> **Try it**
Report back each line of the data that contains the word "viewport".
:: Data provided
//! Generic UDP listener module (`listener/udp`): the built-in module that
//! makes the reflector runnable without a concrete media protocol. Binds a
//! non-blocking socket, registers it with the readiness bridge, and on each
//! wake drains datagrams until `WouldBlock`, the way the teacher's
//! `Endpoint::sync` drains a `mio` poll in a `loop { ... WouldBlock => break }`.

use std::io;
use std::net::{IpAddr, SocketAddr};
use std::sync::atomic::{AtomicBool, Ordering};
use std::sync::Arc;

use mio::net::UdpSocket;
use mio::Token;

use crate::core::ReflectorCore;
use crate::error::{Error, ErrorKind, Result};
use crate::metadata::{ClientDescriptor, Metadata};
use crate::module::{ModuleInterface, ModuleParam};
use crate::packet::{Packet, PacketRef};
use crate::path::{Path, PathKey, PathNode};
use crate::queue::{Queue, QueueGroup};

const READ_BUFFER_LEN: usize = 64 * 1024;

pub struct UdpListener {
    core: Arc<ReflectorCore>,
    name: String,
    bind_addr: String,
    output: Arc<Queue<Metadata>>,
    socket: Option<UdpSocket>,
    listener_id: Option<u32>,
    group: Arc<QueueGroup>,
    token: Option<Token>,
}

impl UdpListener {
    pub fn new(core: Arc<ReflectorCore>, name: impl Into<String>, bind_addr: impl Into<String>, output: Arc<Queue<Metadata>>) -> UdpListener {
        UdpListener {
            core,
            name: name.into(),
            bind_addr: bind_addr.into(),
            output,
            socket: None,
            listener_id: None,
            group: Arc::new(QueueGroup::new()),
            token: None,
        }
    }

    /// Factory entry point for the static registry: parameters are
    /// `[bind]`. Runtime dependencies come from `core`/`output`, captured by
    /// the closure that calls this at registration time.
    pub fn from_params(core: Arc<ReflectorCore>, output: Arc<Queue<Metadata>>, params: &[ModuleParam]) -> Result<UdpListener> {
        let bind = params
            .iter()
            .find(|p| p.name == "bind")
            .map(|p| p.value.clone())
            .ok_or_else(|| Error::new(ErrorKind::ListenParameters))?;
        Ok(UdpListener::new(core, format!("udp-{}", bind), bind, output))
    }

    fn recv_loop(&mut self, socket: &UdpSocket, listener_id: u32) {
        let mut buffer = vec![0u8; READ_BUFFER_LEN];
        loop {
            match socket.recv_from(&mut buffer) {
                Ok((len, peer)) => self.handle_datagram(listener_id, peer, &buffer[..len]),
                Err(err) if err.kind() == io::ErrorKind::WouldBlock => break,
                Err(_) => break,
            }
        }
    }

    fn handle_datagram(&self, listener_id: u32, peer: SocketAddr, payload: &[u8]) {
        let session = match self.core.sessions.session(listener_id) {
            Ok(session) => session,
            Err(_) => return,
        };
        session.inc_received(payload.len() as u64);

        let packet = PacketRef::new(Packet::new(0, peer.port(), self.name.clone(), peer, payload.to_vec()));

        let clients: Vec<ClientDescriptor> = session
            .client_list_copy()
            .into_iter()
            .map(|c| ClientDescriptor {
                address: c.address,
                last_seen: c.last_seen,
                listener_id,
                permanent: c.permanent,
            })
            .collect();
        if clients.is_empty() {
            return;
        }

        let mut meta = Metadata::new(packet, clients);
        for i in 0..meta.client_count() {
            let destination = meta.client(i).map(|c| c.address).unwrap();
            let key = PathKey {
                source: peer.ip(),
                destination,
                listener_id,
            };
            let core = &self.core;
            let path = core.processors.path_for(key, || resolve_path(core, destination));
            meta.set_path_for(i, Some(path));
        }

        for finished in self.core.processors.dispatch(meta) {
            self.output.push(finished);
        }
    }
}

/// Builds the processor path for `destination` from the routing table's
/// longest-matching path rule, or the empty path ("straight to sender")
/// when no rule matches or the destination isn't an IPv4 address (the
/// trie is IPv4-only, matching the BMP layout in §4.4).
fn resolve_path(core: &ReflectorCore, destination: IpAddr) -> Path {
    let v4 = match destination {
        IpAddr::V4(v4) => v4,
        IpAddr::V6(_) => return Path::empty(),
    };
    let names = match core.routing.path_rule(v4) {
        Some(names) => names,
        None => return Path::empty(),
    };
    let nodes: Vec<PathNode> = names
        .into_iter()
        .enumerate()
        .map(|(handle, name)| PathNode {
            handle: handle as u32,
            name: std::sync::Arc::from(name),
        })
        .collect();
    Path::new(nodes).unwrap_or_else(|_| Path::empty())
}

impl ModuleInterface for UdpListener {
    fn init(&mut self) -> Result<()> {
        let addr: SocketAddr = self
            .bind_addr
            .parse()
            .map_err(|e| Error::wrap(ErrorKind::ListenParameters, io::Error::new(io::ErrorKind::InvalidInput, e)))?;
        let socket = UdpSocket::bind(&addr).map_err(|e| Error::wrap(ErrorKind::ListenerInit, e))?;

        let token = self.core.readiness.next_token();
        self.core
            .readiness
            .register(&socket, token, self.group.waker())
            .map_err(|e| Error::wrap(ErrorKind::ListenerInit, e))?;
        self.token = Some(token);

        let listener_id = self.core.sessions.register_listener(self.name.clone(), addr.port());
        self.listener_id = Some(listener_id);
        self.socket = Some(socket);
        Ok(())
    }

    fn main(&mut self, stop_flag: &AtomicBool) {
        while !stop_flag.load(Ordering::Relaxed) {
            if !self.group.tmwait(std::time::Duration::from_millis(250)) {
                continue;
            }
            let listener_id = match self.listener_id {
                Some(id) => id,
                None => continue,
            };
            if let Some(socket) = self.socket.take() {
                self.recv_loop(&socket, listener_id);
                self.socket = Some(socket);
            }
        }
    }

    fn clean(&mut self, _for_restart: bool) {
        if let Some(socket) = self.socket.take() {
            if let Some(token) = self.token.take() {
                let _ = self.core.readiness.deregister(&socket, token);
            }
        }
    }
}

#[cfg(test)]
mod tests {
    use super::*;

    #[test]
    fn from_params_requires_bind() {
        let core = ReflectorCore::new().unwrap();
        let output = Arc::new(Queue::data(16));
        let err = UdpListener::from_params(core, output, &[]).unwrap_err();
        assert_eq!(err.kind, ErrorKind::ListenParameters);
    }

    #[test]
    fn resolve_path_follows_routing_table_rule() {
        let core = ReflectorCore::new().unwrap();
        core.routing
            .set_path_rule("10.1.0.0".parse().unwrap(), 16, vec!["filter".to_owned()]);

        let matched = resolve_path(&core, "10.1.2.3".parse().unwrap());
        assert_eq!(matched.len(), 1);
        assert_eq!(matched.nodes()[0].name.as_ref(), "filter");

        let unmatched = resolve_path(&core, "10.2.0.1".parse().unwrap());
        assert!(unmatched.is_empty());
    }

    #[test]
    fn from_params_derives_name_from_bind() {
        let core = ReflectorCore::new().unwrap();
        let output = Arc::new(Queue::data(16));
        let params = vec![ModuleParam::new("bind", "listen address", "127.0.0.1:0")];
        let listener = UdpListener::from_params(core, output, &params).unwrap();
        assert_eq!(listener.name, "udp-127.0.0.1:0");
    }
}
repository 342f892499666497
use serde_derive::Deserialize;
use std::path::Path;

/// Logging sink configuration, deserialized from the `[logging]` table.
#[derive(Debug, Clone, Deserialize)]
#[serde(default)]
pub struct LoggingConfig {
    pub level: String,
    pub destination: String,
}

impl Default for LoggingConfig {
    fn default() -> Self {
        LoggingConfig {
            level: "info".to_owned(),
            destination: "stderr".to_owned(),
        }
    }
}

/// Loads a `serde`-deserializable configuration struct from a TOML file on
/// disk. Panics with a descriptive message on read or parse failure rather
/// than returning a `Result`, since a malformed startup configuration is
/// always fatal and the caller has no useful recovery beyond reporting it.
pub fn load<T, P>(path: P) -> T
where
    T: serde::de::DeserializeOwned,
    P: AsRef<Path>,
{
    serdeconv::from_toml_file(path.as_ref())
        .unwrap_or_else(|err| panic!("failed to load configuration from {:?}: {}", path.as_ref(), err))
}

#[cfg(test)]
mod tests {
    use super::*;

    #[test]
    fn default_logging_config_is_stderr_info() {
        let config = LoggingConfig::default();
        assert_eq!(config.level, "info");
        assert_eq!(config.destination, "stderr");
    }
}
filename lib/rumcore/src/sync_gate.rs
//! Reflector-wide synchronous request gate (§5): at most one synchronous
//! administrative request in flight at a time; any number of asynchronous
//! requests may run concurrently with each other, but none with a
//! synchronous one. A single named msg-interface module may be exempted
//! ("request-in-request") for the duration of one enclosing sync request.

use std::sync::{Condvar, Mutex};

use crate::error::{Error, ErrorKind, Result};

#[derive(Default)]
struct GateState {
    sync_in_flight: bool,
    async_count: u32,
    request_in_request_holder: Option<String>,
}

pub struct SyncGate {
    state: Mutex<GateState>,
    condvar: Condvar,
}

impl SyncGate {
    pub fn new() -> SyncGate {
        SyncGate {
            state: Mutex::new(GateState::default()),
            condvar: Condvar::new(),
        }
    }

    /// Blocks until no synchronous request is in flight, then marks one as
    /// entered. Returns a guard releasing the gate on drop.
    pub fn enter_sync(&self) -> SyncGuard<'_> {
        let mut state = self.state.lock().unwrap();
        while state.sync_in_flight || state.async_count > 0 {
            state = self.condvar.wait(state).unwrap();
        }
        state.sync_in_flight = true;
        SyncGuard { gate: self }
    }

    /// Blocks until no synchronous request is in flight, then marks one
    /// asynchronous request as entered. Returns a guard releasing it on
    /// drop. Multiple asynchronous requests may hold this concurrently.
    pub fn enter_async(&self) -> AsyncGuard<'_> {
        let mut state = self.state.lock().unwrap();
        while state.sync_in_flight {
            state = self.condvar.wait(state).unwrap();
        }
        state.async_count += 1;
        AsyncGuard { gate: self }
    }

    /// Lifts the gate for `module_name` for the duration of the enclosing
    /// sync request, so that module alone may issue a nested synchronous
    /// request without deadlocking against itself. Fails with
    /// `SyncRequestInRequest` if another module already holds the
    /// exemption or if no synchronous request is currently in flight.
    pub fn request_in_request(&self, module_name: &str) -> Result<RequestInRequestGuard<'_>> {
        let mut state = self.state.lock().unwrap();
        if !state.sync_in_flight {
            return Err(Error::new(ErrorKind::SyncRequestInRequest));
        }
        if let Some(holder) = &state.request_in_request_holder {
            if holder != module_name {
                return Err(Error::new(ErrorKind::SyncRequestInRequest));
            }
        }
        state.request_in_request_holder = Some(module_name.to_owned());
        Ok(RequestInRequestGuard { gate: self })
    }

    fn exit_sync(&self) {
        let mut state = self.state.lock().unwrap();
        state.sync_in_flight = false;
        drop(state);
        self.condvar.notify_all();
    }

    fn exit_async(&self) {
        let mut state = self.state.lock().unwrap();
        state.async_count -= 1;
        drop(state);
        self.condvar.notify_all();
    }

    fn exit_request_in_request(&self) {
        self.state.lock().unwrap().request_in_request_holder = None;
    }
}

impl Default for SyncGate {
    fn default() -> SyncGate {
        SyncGate::new()
    }
}

pub struct SyncGuard<'a> {
    gate: &'a SyncGate,
}

impl Drop for SyncGuard<'_> {
    fn drop(&mut self) {
        self.gate.exit_sync();
    }
}

pub struct AsyncGuard<'a> {
    gate: &'a SyncGate,
}

impl Drop for AsyncGuard<'_> {
    fn drop(&mut self) {
        self.gate.exit_async();
    }
}

pub struct RequestInRequestGuard<'a> {
    gate: &'a SyncGate,
}

impl Drop for RequestInRequestGuard<'_> {
    fn drop(&mut self) {
        self.gate.exit_request_in_request();
    }
}
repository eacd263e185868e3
pub mod index;

pub use index::{SpatialIndex, SpatialItem};
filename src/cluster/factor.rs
//! Selection of the server-side clustering factor from the viewport's
//! longitudinal span.
//!
//! The backend aggregates geo points before returning them; the factor
//! in `[0, 1]` controls how aggressively. A narrow viewport (zoomed in)
//! wants individual points, a wide one wants coarse clusters. The
//! mapping is a fixed breakpoint table with nearest-breakpoint
//! selection, no interpolation.

/// Factor meaning "no clustering, send individual points"
pub const MIN_FACTOR: f64 = 0.0;

/// Breakpoints of (longitudinal span in degrees, clustering factor)
pub const FACTOR_TABLE: [(f64, f64); 8] = [
    (0.2, MIN_FACTOR),
    (0.4, 0.55),
    (0.8, 0.64),
    (1.6, 0.67),
    (3.2, 0.70),
    (6.4, 0.73),
    (12.8, 0.80),
    (40.0, 1.0),
];

/// Returns the clustering factor for a viewport spanning `span_degrees`
/// of longitude.
///
/// Picks the table entry whose breakpoint is numerically closest to the
/// span. Exact tie-distances resolve to the earlier (smaller) breakpoint
/// because the scan only replaces the candidate on a strictly smaller
/// proximity. Total over all finite inputs: out-of-range spans clamp to
/// the nearest end of the table.
pub fn factor_for_span(span_degrees: f64) -> f64 {
    let mut distance = f64::INFINITY;
    let mut factor = MIN_FACTOR;

    for (breakpoint, candidate) in FACTOR_TABLE {
        let proximity = (breakpoint - span_degrees).abs();
        if proximity < distance {
            distance = proximity;
            factor = candidate;
        }
    }

    factor
}

/// Size bucket for an aggregated cluster marker
#[derive(Debug, Clone, Copy, PartialEq, Eq)]
pub enum ClusterBucket {
    Small,
    Medium,
}

impl ClusterBucket {
    /// Buckets a cluster by its point count: strictly above 50 is medium.
    pub fn for_count(count: u64) -> Self {
        if count > 50 {
            Self::Medium
        } else {
            Self::Small
        }
    }

    /// CSS-style class name for the marker icon
    pub fn icon_class(&self) -> &'static str {
        match self {
            Self::Small => "marker-cluster marker-cluster-small",
            Self::Medium => "marker-cluster marker-cluster-medium",
        }
    }

    /// Icon size in pixels
    pub fn icon_size(&self) -> (u32, u32) {
        (26, 26)
    }
}

#[cfg(test)]
mod tests {
    use super::*;

    #[test]
    fn test_nearest_breakpoint_selection() {
        // |0.5 - 0.4| = 0.1 beats |0.5 - 0.8| = 0.3
        assert_eq!(factor_for_span(0.5), 0.55);
        assert_eq!(factor_for_span(40.0), 1.0);
        assert_eq!(factor_for_span(0.2), MIN_FACTOR);
    }

    #[test]
    fn test_tie_resolves_to_earlier_entry() {
        // 0.3 is equidistant from 0.2 and 0.4
        assert_eq!(factor_for_span(0.3), MIN_FACTOR);
        // 0.6 is equidistant from 0.4 and 0.8
        assert_eq!(factor_for_span(0.6), 0.55);
    }

    #[test]
    fn test_total_over_extreme_inputs() {
        assert_eq!(factor_for_span(0.0), MIN_FACTOR);
        assert_eq!(factor_for_span(-5.0), MIN_FACTOR);
        assert_eq!(factor_for_span(1e9), 1.0);
    }

    #[test]
    fn test_every_entry_is_reachable() {
        for (breakpoint, factor) in FACTOR_TABLE {
            assert_eq!(factor_for_span(breakpoint), factor);
        }
    }

    #[test]
    fn test_bucket_boundary() {
        assert_eq!(ClusterBucket::for_count(50), ClusterBucket::Small);
        assert_eq!(ClusterBucket::for_count(51), ClusterBucket::Medium);
        assert_eq!(ClusterBucket::for_count(1), ClusterBucket::Small);
    }

    #[test]
    fn test_bucket_icon() {
        assert_eq!(
            ClusterBucket::Medium.icon_class(),
            "marker-cluster marker-cluster-medium"
        );
        assert_eq!(ClusterBucket::Small.icon_size(), (26, 26));
    }
}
::::
> **Result**
//! Selection of the server-side clustering factor from the viewport's
//! in `[0, 1]` controls how aggressively. A narrow viewport (zoomed in)
/// Returns the clustering factor for a viewport spanning `span_degrees`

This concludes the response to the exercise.